Data records

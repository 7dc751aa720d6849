//! Stored record shapes, including the older forms still found in saved
//! events.

use std::collections::BTreeMap;

use chrono::{DateTime, TimeZone, Utc};
use serde::{Deserialize, Deserializer, Serialize};

use crate::groups::GroupSettings;

/// A roster member with its stable id
#[derive(Debug, Clone, PartialEq, Eq, Serialize, Deserialize)]
#[serde(from = "StoredMember")]
pub struct SnapshotMember {
    /// 1-based; 0 until [`MembersData::normalize`] assigns one
    pub id: u32,
    pub name: String,
}

#[derive(Deserialize)]
#[serde(untagged)]
enum StoredMember {
    Full {
        #[serde(default)]
        id: u32,
        name: String,
    },
    Name(String),
}

impl From<StoredMember> for SnapshotMember {
    fn from(stored: StoredMember) -> Self {
        match stored {
            StoredMember::Full { id, name } => Self { id, name },
            StoredMember::Name(name) => Self { id: 0, name },
        }
    }
}

#[derive(Debug, Clone, Default, PartialEq, Eq, Serialize, Deserialize)]
pub struct MembersData {
    #[serde(default)]
    pub members: Vec<SnapshotMember>,
}

impl MembersData {
    /// Give members stored without an id their 1-based position
    pub fn normalize(&mut self) {
        for (i, member) in self.members.iter_mut().enumerate() {
            if member.id == 0 {
                member.id = i as u32 + 1;
            }
        }
    }
}

/// Where each category's navigation stood when the snapshot was taken.
///
/// Indexes are 0-based positions in the stored round lists. Missing or
/// out-of-range values fall back to the newest round.
#[derive(Debug, Clone, Copy, Default, PartialEq, Eq, Serialize, Deserialize)]
pub struct RoundCursors {
    #[serde(default, skip_serializing_if = "Option::is_none")]
    pub groups: Option<usize>,
    #[serde(default, skip_serializing_if = "Option::is_none")]
    pub order: Option<usize>,
    #[serde(default, skip_serializing_if = "Option::is_none")]
    pub roles: Option<usize>,
}

/// Reference from a round to a member
#[derive(Debug, Clone, PartialEq, Eq, Serialize, Deserialize)]
#[serde(from = "StoredMemberRef")]
pub struct MemberRef {
    #[serde(skip_serializing_if = "Option::is_none")]
    pub member_id: Option<u32>,
    pub name: String,
}

#[derive(Deserialize)]
#[serde(untagged)]
enum StoredMemberRef {
    Full {
        #[serde(default)]
        member_id: Option<u32>,
        #[serde(default)]
        name: String,
    },
    Name(String),
}

impl From<StoredMemberRef> for MemberRef {
    fn from(stored: StoredMemberRef) -> Self {
        match stored {
            StoredMemberRef::Full { member_id, name } => Self { member_id, name },
            StoredMemberRef::Name(name) => Self {
                member_id: None,
                name,
            },
        }
    }
}

/// One group within a stored group round
#[derive(Debug, Clone, PartialEq, Eq, Serialize, Deserialize)]
pub struct GroupSlot {
    pub group_id: char,
    #[serde(default)]
    pub group_name: String,
    #[serde(default)]
    pub members: Vec<MemberRef>,
}

/// Older group shapes: a letter-keyed map or a plain list of name lists
#[derive(Debug, Clone, PartialEq, Eq, Deserialize)]
#[serde(untagged)]
pub enum LegacyGroups {
    Keyed(BTreeMap<String, Vec<MemberRef>>),
    Listed(Vec<Vec<MemberRef>>),
}

impl LegacyGroups {
    pub fn into_slots(self) -> Vec<GroupSlot> {
        match self {
            Self::Keyed(map) => map
                .into_iter()
                .filter_map(|(key, members)| {
                    let group_id = key.chars().rev().find(char::is_ascii_uppercase)?;
                    Some(GroupSlot {
                        group_id,
                        group_name: key,
                        members,
                    })
                })
                .collect(),
            Self::Listed(lists) => lists
                .into_iter()
                .zip(b'A'..=b'Z')
                .map(|(members, id)| GroupSlot {
                    group_id: char::from(id),
                    group_name: String::new(),
                    members,
                })
                .collect(),
        }
    }
}

#[derive(Debug, Clone, PartialEq, Eq, Serialize, Deserialize)]
pub struct GroupRoundRecord {
    #[serde(default)]
    pub round: u32,
    #[serde(
        default,
        deserialize_with = "deserialize_timestamp",
        skip_serializing_if = "Option::is_none"
    )]
    pub timestamp: Option<DateTime<Utc>>,
    #[serde(default)]
    pub assignments: Vec<GroupSlot>,
    #[serde(default, skip_serializing)]
    pub groups: Option<LegacyGroups>,
    #[serde(default)]
    pub settings: GroupSettings,
}

impl GroupRoundRecord {
    /// Group slots, falling back to the older `groups` field
    pub fn slots(&self) -> Vec<GroupSlot> {
        if !self.assignments.is_empty() {
            return self.assignments.clone();
        }
        self.groups
            .clone()
            .map(LegacyGroups::into_slots)
            .unwrap_or_default()
    }
}

#[derive(Debug, Clone, PartialEq, Eq, Serialize, Deserialize)]
pub struct OrderRoundRecord {
    #[serde(default)]
    pub round: u32,
    #[serde(
        default,
        deserialize_with = "deserialize_timestamp",
        skip_serializing_if = "Option::is_none"
    )]
    pub timestamp: Option<DateTime<Utc>>,
    #[serde(default)]
    pub order: Vec<MemberRef>,
    #[serde(default, skip_serializing)]
    pub result: Vec<String>,
}

impl OrderRoundRecord {
    /// Ordered references, falling back to the older `result` names
    pub fn refs(&self) -> Vec<MemberRef> {
        if !self.order.is_empty() {
            return self.order.clone();
        }
        self.result
            .iter()
            .map(|name| MemberRef {
                member_id: None,
                name: name.clone(),
            })
            .collect()
    }
}

#[derive(Debug, Clone, PartialEq, Eq, Serialize, Deserialize)]
pub struct RoleSlot {
    #[serde(default, skip_serializing_if = "Option::is_none")]
    pub member_id: Option<u32>,
    pub name: String,
    pub role: Option<String>,
}

#[derive(Debug, Clone, PartialEq, Eq, Serialize, Deserialize)]
pub struct RoleRoundRecord {
    #[serde(default)]
    pub round: u32,
    #[serde(
        default,
        deserialize_with = "deserialize_timestamp",
        skip_serializing_if = "Option::is_none"
    )]
    pub timestamp: Option<DateTime<Utc>>,
    #[serde(default)]
    pub assignments: Vec<RoleSlot>,
    /// Older `{name: role}` form
    #[serde(default, skip_serializing)]
    pub roles: BTreeMap<String, String>,
}

impl RoleRoundRecord {
    pub fn slots(&self) -> Vec<RoleSlot> {
        if !self.assignments.is_empty() {
            return self.assignments.clone();
        }
        self.roles
            .iter()
            .map(|(name, role)| RoleSlot {
                member_id: None,
                name: name.clone(),
                role: Some(role.clone()),
            })
            .collect()
    }
}

#[derive(Deserialize)]
#[serde(untagged)]
enum StoredTimestamp {
    Millis(i64),
    Text(String),
}

/// Accept RFC 3339 text or epoch milliseconds; anything unreadable is
/// dropped rather than failing the whole load
fn deserialize_timestamp<'de, D>(deserializer: D) -> Result<Option<DateTime<Utc>>, D::Error>
where
    D: Deserializer<'de>,
{
    let stored = Option::<StoredTimestamp>::deserialize(deserializer)?;
    Ok(stored.and_then(|ts| match ts {
        StoredTimestamp::Millis(ms) => Utc.timestamp_millis_opt(ms).single(),
        StoredTimestamp::Text(text) => DateTime::parse_from_rfc3339(&text)
            .ok()
            .map(|dt| dt.with_timezone(&Utc)),
    }))
}

/// The cache is derived data; whatever shape was stored is skipped
pub(crate) fn skip_cache<'de, D>(
    deserializer: D,
) -> Result<BTreeMap<String, BTreeMap<String, u32>>, D::Error>
where
    D: Deserializer<'de>,
{
    serde::de::IgnoredAny::deserialize(deserializer)?;
    Ok(BTreeMap::new())
}

#[cfg(test)]
mod tests {
    use super::*;

    #[test]
    fn test_members_accept_names_or_objects() {
        let mut data: MembersData =
            serde_json::from_str(r#"{"members":["Alice",{"id":7,"name":"Bob"}]}"#).unwrap();
        data.normalize();
        assert_eq!(data.members[0].id, 1);
        assert_eq!(data.members[0].name, "Alice");
        assert_eq!(data.members[1].id, 7);
    }

    #[test]
    fn test_timestamp_forms() {
        let json = r#"[
            {"round":1,"timestamp":1704067200000},
            {"round":2,"timestamp":"2024-01-01T00:00:00Z"},
            {"round":3,"timestamp":"yesterday"},
            {"round":4}
        ]"#;
        let rounds: Vec<OrderRoundRecord> = serde_json::from_str(json).unwrap();
        let expected = Utc.timestamp_opt(1_704_067_200, 0).unwrap();
        assert_eq!(rounds[0].timestamp, Some(expected));
        assert_eq!(rounds[1].timestamp, Some(expected));
        assert_eq!(rounds[2].timestamp, None);
        assert_eq!(rounds[3].timestamp, None);
    }

    #[test]
    fn test_legacy_group_shapes() {
        let keyed: GroupRoundRecord = serde_json::from_str(
            r#"{"round":1,"groups":{"A":[{"member_id":1,"name":"X"}],"グループB":["Y"]}}"#,
        )
        .unwrap();
        let slots = keyed.slots();
        assert_eq!(slots.len(), 2);
        assert_eq!(slots[0].group_id, 'A');
        assert_eq!(slots[1].group_id, 'B');
        assert_eq!(slots[1].members[0].name, "Y");

        let listed: GroupRoundRecord =
            serde_json::from_str(r#"{"round":1,"groups":[["A","B"],["C","D"]]}"#).unwrap();
        let slots = listed.slots();
        assert_eq!(slots[1].group_id, 'B');
        assert_eq!(slots[1].members.len(), 2);
    }

    #[test]
    fn test_legacy_order_and_roles() {
        let order: OrderRoundRecord =
            serde_json::from_str(r#"{"round":1,"result":["B","A"]}"#).unwrap();
        assert_eq!(order.refs()[0].name, "B");

        let roles: RoleRoundRecord =
            serde_json::from_str(r#"{"round":1,"roles":{"A":"Leader"}}"#).unwrap();
        let slots = roles.slots();
        assert_eq!(slots[0].name, "A");
        assert_eq!(slots[0].role.as_deref(), Some("Leader"));
    }

    #[test]
    fn test_legacy_fields_are_not_written() {
        let record = OrderRoundRecord {
            round: 1,
            timestamp: None,
            order: vec![MemberRef {
                member_id: Some(1),
                name: "A".into(),
            }],
            result: vec!["A".into()],
        };
        let json = serde_json::to_string(&record).unwrap();
        assert_eq!(json, r#"{"round":1,"order":[{"member_id":1,"name":"A"}]}"#);
    }
}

=== Exercise brief ===
Could you copy every line from the records that has "StoredMemberRef" in it?

=== Response box ===
#[serde(from = "StoredMemberRef")]
enum StoredMemberRef {
impl From<StoredMemberRef> for MemberRef {
    fn from(stored: StoredMemberRef) -> Self {
            StoredMemberRef::Full { member_id, name } => Self { member_id, name },
            StoredMemberRef::Name(name) => Self {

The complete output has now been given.